Anecdotal evidence in validation of the trend: China and Russia have often spoken in favor of a de-dollarization of the global economy. Not long ago, China has also specifically referred to Keynes’ proposal for a common accounting unit, the Bancor, dismissed at the Bretton Wood conference. Academic studies are also growingly looking at revisiting the subject given today’s monetary malaise and the impact of fluctuations of the dominant reserve currency on international imbalances, booms/busts cycles.

In a nutshell.

To recap, the Central Bank keeps going with monetary printing and permanent quantitative easing, so to debase the currency faster than the speed at which deflation increases the real burden of debts in the economy. The Government engages in large-scale fiscal spending programs, monetized by the Central Banks through a permanent increase in the money stock, which further balloons its balance sheet. The impact on the real economy is more direct, disintermediating banks as the transmission channel failed there. Income is redistributed, which may also spur more growth. The Government implements tax cuts, negative taxes, temporary spending coupons, permanent minimum salaries, so to re-allocate resources directly to households and forcefully reset inflation expectations. Against this backdrop, there are negative rates on deposits, so to penalize cash hoarding and incentivize spending, and a cashless economy, so to prevent banknotes hoarding / bank runs and have more grip over inflationary spirals. Sometimes later, a new reserve currency emerges in the form of IMF’s SDRs, which may one day compete with the US Dollar in dominant reserve currency status.
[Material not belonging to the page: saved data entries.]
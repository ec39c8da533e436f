//! End-to-end tests: train, serialize, attach, encode, decode.

use std::io::Write;

use bytepair_tokenizer::{Tokenizer, TokenizerView};
use bytepair_training::{TokenizerTrainer, TrainerConfig};

fn train_on_text(text: &str, size: usize, cache_size: usize) -> Vec<u8> {
    let mut trainer = TokenizerTrainer::new(TrainerConfig {
        size,
        min_count: 1,
        max_worker: 1,
        cache_size,
    });
    trainer.train_on_text(text);
    trainer.build_bpe();
    trainer.save()
}

#[test]
fn first_token_of_hello_world_decodes_to_hello() {
    let buffer = train_on_text("Hello, world!", 266, 10);
    let tokenizer = Tokenizer::from_bytes(buffer).unwrap();

    let ids = tokenizer.encode("Hello, world!").unwrap();
    assert!(!ids.is_empty());
    assert_eq!(tokenizer.decode_token(ids[0]).unwrap(), b"Hello");
}

#[test]
fn corpus_roundtrip_covers_whitespace_edges() {
    let mut corpus = tempfile::NamedTempFile::new().unwrap();
    for _ in 0..50 {
        writeln!(corpus, "Hello, world!").unwrap();
        writeln!(corpus, "So long, and thanks for all the fish.").unwrap();
    }
    corpus.flush().unwrap();

    let mut trainer = TokenizerTrainer::new(TrainerConfig {
        size: 16384,
        min_count: 1,
        max_worker: 1,
        cache_size: 10,
    });
    trainer.train_on_corpus(corpus.path(), 0).unwrap();
    trainer.build_bpe();

    let buffer = trainer.save();
    let tokenizer = Tokenizer::from_bytes(buffer).unwrap();

    for text in [
        "",
        " ",
        "  ",
        "Hello, world!",
        " Hello, world!",
        "  Hello, world!",
        "   Hello, world!",
        "Hello, world! ",
        "Hello, world!  ",
        "Hello, world!   ",
    ] {
        let ids = tokenizer.encode(text).unwrap();
        assert_eq!(tokenizer.decode(&ids).unwrap(), text, "failed for {text:?}");
    }
}

#[test]
fn roundtrip_holds_for_unseen_text() {
    let buffer = train_on_text("Hello, world!", 266, 10);
    let view = TokenizerView::attach(&buffer).unwrap();

    // Words never seen in training fall back to byte tokens and still
    // decode exactly.
    for text in [
        "Goodbye, moon?",
        "tabs\tnewlines\nand returns\r",
        "unicode: naïve café 日本語",
    ] {
        let ids = view.encode(text).unwrap();
        assert_eq!(view.decode(&ids).unwrap(), text, "failed for {text:?}");
    }

    // The tokenizer is byte-level: invalid UTF-8 encodes and round-trips
    // through the raw-bytes surface.
    for bytes in [
        &[0xFF][..],
        &[0xED, 0xA0, 0x80][..],
        &[0xF0, 0x28, b' ', 0x8C, 0xBC][..],
    ] {
        let ids = view.encode_bytes(bytes).unwrap();
        assert_eq!(
            view.decode_bytes(&ids).unwrap(),
            bytes,
            "failed for {bytes:?}"
        );
    }
}

#[test]
fn attached_artifact_reproduces_trainer_lookups() {
    let mut trainer = TokenizerTrainer::new(TrainerConfig {
        size: 300,
        min_count: 1,
        max_worker: 1,
        cache_size: 10,
    });
    trainer.train_on_text("the cat sat on the mat, the cat sat.");
    trainer.build_bpe();

    let buffer = trainer.save();
    let view = TokenizerView::attach(&buffer).unwrap();

    assert_eq!(view.vocab_size(), trainer.id_to_seq().len());
    assert_eq!(view.merge_count(), trainer.merge_table().len());

    // Every merge recorded in memory resolves identically through the
    // mapped artifact, and every id decodes to the same byte sequence.
    for (&pair, &id) in trainer.merge_table() {
        assert_eq!(
            view.merge_id(pair).unwrap(),
            Some(id),
            "pair {pair:?} resolved differently"
        );
    }
    for (id, sequence) in trainer.id_to_seq().iter().enumerate() {
        assert_eq!(view.decode_token(id as u32).unwrap(), sequence.as_slice());
    }
}

#[test]
fn cached_and_uncached_encodings_agree() {
    let text = "Hello, world! Hello, world! Hello, world!";
    let with_cache = train_on_text(text, 280, 100);
    let without_cache = train_on_text(text, 280, 0);

    let cached = TokenizerView::attach(&with_cache).unwrap();
    let uncached = TokenizerView::attach(&without_cache).unwrap();
    assert!(cached.cache_size() > 0);
    assert_eq!(uncached.cache_size(), 0);

    let probe = "Hello, world!";
    assert_eq!(
        cached.encode(probe).unwrap(),
        uncached.encode(probe).unwrap()
    );
}

#[test]
fn parallel_and_serial_training_both_roundtrip() {
    let mut corpus = tempfile::NamedTempFile::new().unwrap();
    for i in 0..3000 {
        writeln!(corpus, "line {i} with some repeated words, repeated words!").unwrap();
    }
    corpus.flush().unwrap();

    for max_worker in [1, 4] {
        let mut trainer = TokenizerTrainer::new(TrainerConfig {
            size: 1000,
            min_count: 2,
            max_worker,
            cache_size: 50,
        });
        trainer.train_on_corpus(corpus.path(), 0).unwrap();
        trainer.build_bpe();

        let tokenizer = Tokenizer::from_bytes(trainer.save()).unwrap();
        let text = "repeated words, repeated words!";
        let ids = tokenizer.encode(text).unwrap();
        assert_eq!(tokenizer.decode(&ids).unwrap(), text);
    }
}
//! Train command implementation.

use clap::Parser;

/// Train command arguments.
#[derive(Parser)]
pub struct TrainCommand {
    /// Corpus files to train on
    #[arg(short, long, required = true, num_args = 1..)]
    pub corpus: Vec<String>,

    /// Output path for the trained model
    #[arg(short, long)]
    pub output: String,

    /// Target vocabulary size (including the 256 byte tokens)
    #[arg(short, long, default_value_t = 16384)]
    pub size: usize,

    /// Minimum word occurrence count to take part in training
    #[arg(long, default_value_t = 1)]
    pub min_count: u64,

    /// Maximum number of ingestion workers
    #[arg(long, default_value_t = 1)]
    pub max_worker: usize,

    /// Number of most frequent words to precompute into the encode cache
    #[arg(long, default_value_t = 0)]
    pub cache_size: usize,

    /// Only ingest the first N bytes of each corpus file (0 = whole file)
    #[arg(long, default_value_t = 0)]
    pub symbols_count: u64,
}

use anyhow::Result as AnyhowResult;
use bytepair_training::{TokenizerTrainer, TrainerConfig};

pub fn run(cmd: TrainCommand) -> AnyhowResult<()> {
    let config = TrainerConfig {
        size: cmd.size,
        min_count: cmd.min_count,
        max_worker: cmd.max_worker,
        cache_size: cmd.cache_size,
    };
    let mut trainer = TokenizerTrainer::new(config);

    for corpus in &cmd.corpus {
        println!("Ingesting {corpus}...");
        trainer.train_on_corpus(corpus, cmd.symbols_count)?;
    }

    trainer.build_bpe();

    let buffer = trainer.save();
    std::fs::write(&cmd.output, &buffer)?;

    println!(
        "Trained {} tokens ({} merges), wrote {} bytes to {}",
        trainer.id_to_seq().len(),
        trainer.merge_table().len(),
        buffer.len(),
        cmd.output
    );

    Ok(())
}
//! Decode command implementation.

use clap::Parser;

/// Decode command arguments.
#[derive(Parser)]
pub struct DecodeCommand {
    /// Path to the trained tokenizer model
    #[arg(short, long)]
    pub tokenizer: String,

    /// Whitespace-separated token IDs ("-" reads stdin)
    #[arg(short, long)]
    pub input: String,
}

use anyhow::{Context, Result as AnyhowResult};
use bytepair_tokenizer::Tokenizer;

pub fn run(cmd: DecodeCommand) -> AnyhowResult<()> {
    let tokenizer = Tokenizer::load(&cmd.tokenizer)?;

    let input = if cmd.input == "-" {
        use std::io::Read;
        let mut buffer = String::new();
        std::io::stdin().read_to_string(&mut buffer)?;
        buffer
    } else {
        cmd.input
    };

    let ids: Vec<u32> = input
        .split_whitespace()
        .map(|token| token.parse::<u32>().with_context(|| format!("invalid token id {token:?}")))
        .collect::<AnyhowResult<_>>()?;

    println!("{}", tokenizer.decode(&ids)?);

    Ok(())
}
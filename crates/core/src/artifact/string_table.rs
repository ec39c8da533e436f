//! Mapped array of short (≤ 255 byte) strings.
//!
//! Layout, all little-endian, no padding:
//!
//! ```text
//! buffer_size   : u32        total bytes of this artifact
//! element_count : u32        number of strings
//! offsets       : u32 × N    per-entry offset into the strings region
//! strings       : packed     N records of (1-byte length, data bytes)
//! ```

use crate::buffer::{BufferReader, BufferWriter};
use crate::error::{Result, TokenizerError};

const HEADER_BYTES: usize = 8;

/// Read-only view over a string-table artifact in a borrowed buffer.
///
/// Random access returns byte slices borrowed from the buffer; nothing is
/// copied or deserialized up front.
#[derive(Debug, Clone, Copy)]
pub struct StringTable<'a> {
    element_count: u32,
    offsets: &'a [u8],
    strings: &'a [u8],
}

impl<'a> StringTable<'a> {
    /// Attach to the artifact at the start of `data`.
    ///
    /// Validates the header against the buffer bounds and returns the view
    /// together with the number of bytes the artifact occupies.
    pub fn attach(data: &'a [u8]) -> Result<(Self, usize)> {
        let mut reader = BufferReader::new(data);
        let buffer_size = reader.read_u32()? as usize;
        let element_count = reader.read_u32()?;

        if buffer_size > data.len() {
            return Err(TokenizerError::Corrupted(format!(
                "string table claims {buffer_size} bytes, buffer holds {}",
                data.len()
            )));
        }
        let offsets_size = (element_count as usize).saturating_mul(4);
        let strings_start = HEADER_BYTES
            .checked_add(offsets_size)
            .filter(|&start| start <= buffer_size)
            .ok_or_else(|| {
                TokenizerError::Corrupted(format!(
                    "string table offsets ({element_count} entries) overrun {buffer_size} bytes"
                ))
            })?;

        let table = Self {
            element_count,
            offsets: &data[HEADER_BYTES..strings_start],
            strings: &data[strings_start..buffer_size],
        };
        Ok((table, buffer_size))
    }

    #[inline]
    pub fn len(&self) -> usize {
        self.element_count as usize
    }

    #[inline]
    pub fn is_empty(&self) -> bool {
        self.element_count == 0
    }

    /// Borrow the string stored at `index`.
    ///
    /// An out-of-range index is a caller bug and panics; an offset or length
    /// running past the strings region is [`TokenizerError::Corrupted`].
    pub fn get(&self, index: u32) -> Result<&'a [u8]> {
        assert!(
            index < self.element_count,
            "string index {index} out of range ({} entries)",
            self.element_count
        );

        let offset_pos = index as usize * 4;
        let offset =
            BufferReader::new(&self.offsets[offset_pos..offset_pos + 4]).read_u32()? as usize;
        let record = self.strings.get(offset..).ok_or_else(|| {
            TokenizerError::Corrupted(format!(
                "string {index} offset {offset} outside strings region of {} bytes",
                self.strings.len()
            ))
        })?;
        BufferReader::new(record).read_short_bytes()
    }

    /// Iterate the stored strings in index order.
    pub fn iter(&self) -> impl Iterator<Item = Result<&'a [u8]>> + '_ {
        (0..self.element_count).map(|index| self.get(index))
    }

    /// Serialize `items` as a string-table artifact appended to `buffer`;
    /// returns the artifact's size in bytes.
    pub fn write_to_buffer<S: AsRef<[u8]>>(items: &[S], buffer: &mut Vec<u8>) -> usize {
        let mut offsets = Vec::with_capacity(items.len());
        let mut strings_size = 0usize;
        for item in items {
            offsets.push(strings_size as u32);
            strings_size += item.as_ref().len() + 1;
        }

        let buffer_size = HEADER_BYTES + items.len() * 4 + strings_size;

        let mut writer = BufferWriter::new(buffer);
        writer.write_u32(buffer_size as u32);
        writer.write_u32(items.len() as u32);
        for offset in offsets {
            writer.write_u32(offset);
        }
        for item in items {
            writer.write_short_bytes(item.as_ref());
        }

        buffer_size
    }
}

#[cfg(test)]
mod tests {
    use super::*;

    #[test]
    fn test_write_attach_get() {
        let items: Vec<&[u8]> = vec![b"hello", b"", b" world", b"!"];
        let mut buffer = Vec::new();
        let written = StringTable::write_to_buffer(&items, &mut buffer);
        assert_eq!(written, buffer.len());

        let (table, consumed) = StringTable::attach(&buffer).unwrap();
        assert_eq!(consumed, written);
        assert_eq!(table.len(), 4);
        for (index, item) in items.iter().enumerate() {
            assert_eq!(table.get(index as u32).unwrap(), *item);
        }
    }

    #[test]
    #[should_panic(expected = "out of range")]
    fn test_out_of_range_index_panics() {
        let mut buffer = Vec::new();
        StringTable::write_to_buffer(&[b"one".as_slice()], &mut buffer);
        let (table, _) = StringTable::attach(&buffer).unwrap();

        let _ = table.get(1);
    }

    #[test]
    fn test_max_length_entry() {
        let long = vec![b'x'; 255];
        let mut buffer = Vec::new();
        StringTable::write_to_buffer(&[long.clone()], &mut buffer);
        let (table, _) = StringTable::attach(&buffer).unwrap();
        assert_eq!(table.get(0).unwrap(), long.as_slice());
    }

    #[test]
    fn test_empty_table() {
        let mut buffer = Vec::new();
        let written = StringTable::write_to_buffer::<&[u8]>(&[], &mut buffer);
        let (table, consumed) = StringTable::attach(&buffer).unwrap();
        assert_eq!(consumed, written);
        assert!(table.is_empty());
    }

    #[test]
    fn test_attach_rejects_truncated_buffer() {
        let mut buffer = Vec::new();
        StringTable::write_to_buffer(&[b"hello".as_slice()], &mut buffer);
        buffer.truncate(buffer.len() - 3);
        assert!(StringTable::attach(&buffer).is_err());
    }

    #[test]
    fn test_attach_consumes_only_own_artifact() {
        let mut buffer = Vec::new();
        let first = StringTable::write_to_buffer(&[b"a".as_slice(), b"b"], &mut buffer);
        StringTable::write_to_buffer(&[b"tail".as_slice()], &mut buffer);

        let (_, consumed) = StringTable::attach(&buffer).unwrap();
        assert_eq!(consumed, first);
        let (second, _) = StringTable::attach(&buffer[consumed..]).unwrap();
        assert_eq!(second.get(0).unwrap(), b"tail");
    }

    #[test]
    fn test_iter() {
        let items: Vec<&[u8]> = vec![b"a", b"bc", b"def"];
        let mut buffer = Vec::new();
        StringTable::write_to_buffer(&items, &mut buffer);
        let (table, _) = StringTable::attach(&buffer).unwrap();

        let collected: Result<Vec<_>> = table.iter().collect();
        assert_eq!(collected.unwrap(), items);
    }
}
For the avoidance of doubt, for all intents and purposes, inflation / currency debasement is default by another name. Inflation curtails the value of fixed income claims as much as default, at a time where there is too much debt for too little growth. However, it may be seen as a more politically palatable course of actions than going through outright defaults. It is a rising tide that lifts all boats. Big losers are the banks, and creditors in general. But at least the interest curve steepens back up, inflation expectations reset, rates rise without defaults, business gets unclogged and starts all over again. Banks get re-capitalized once, from zero, as opposed to multiple times in small increments out of negative profitability over a decade long period. The economy may then spring back to life, inflation and growth may resurrect.

As Alessandro Manzoni once wrote: ‘logical thinking was not dead, it was hiding, afraid of common sense’.

We will discuss investment implications in a different write-up.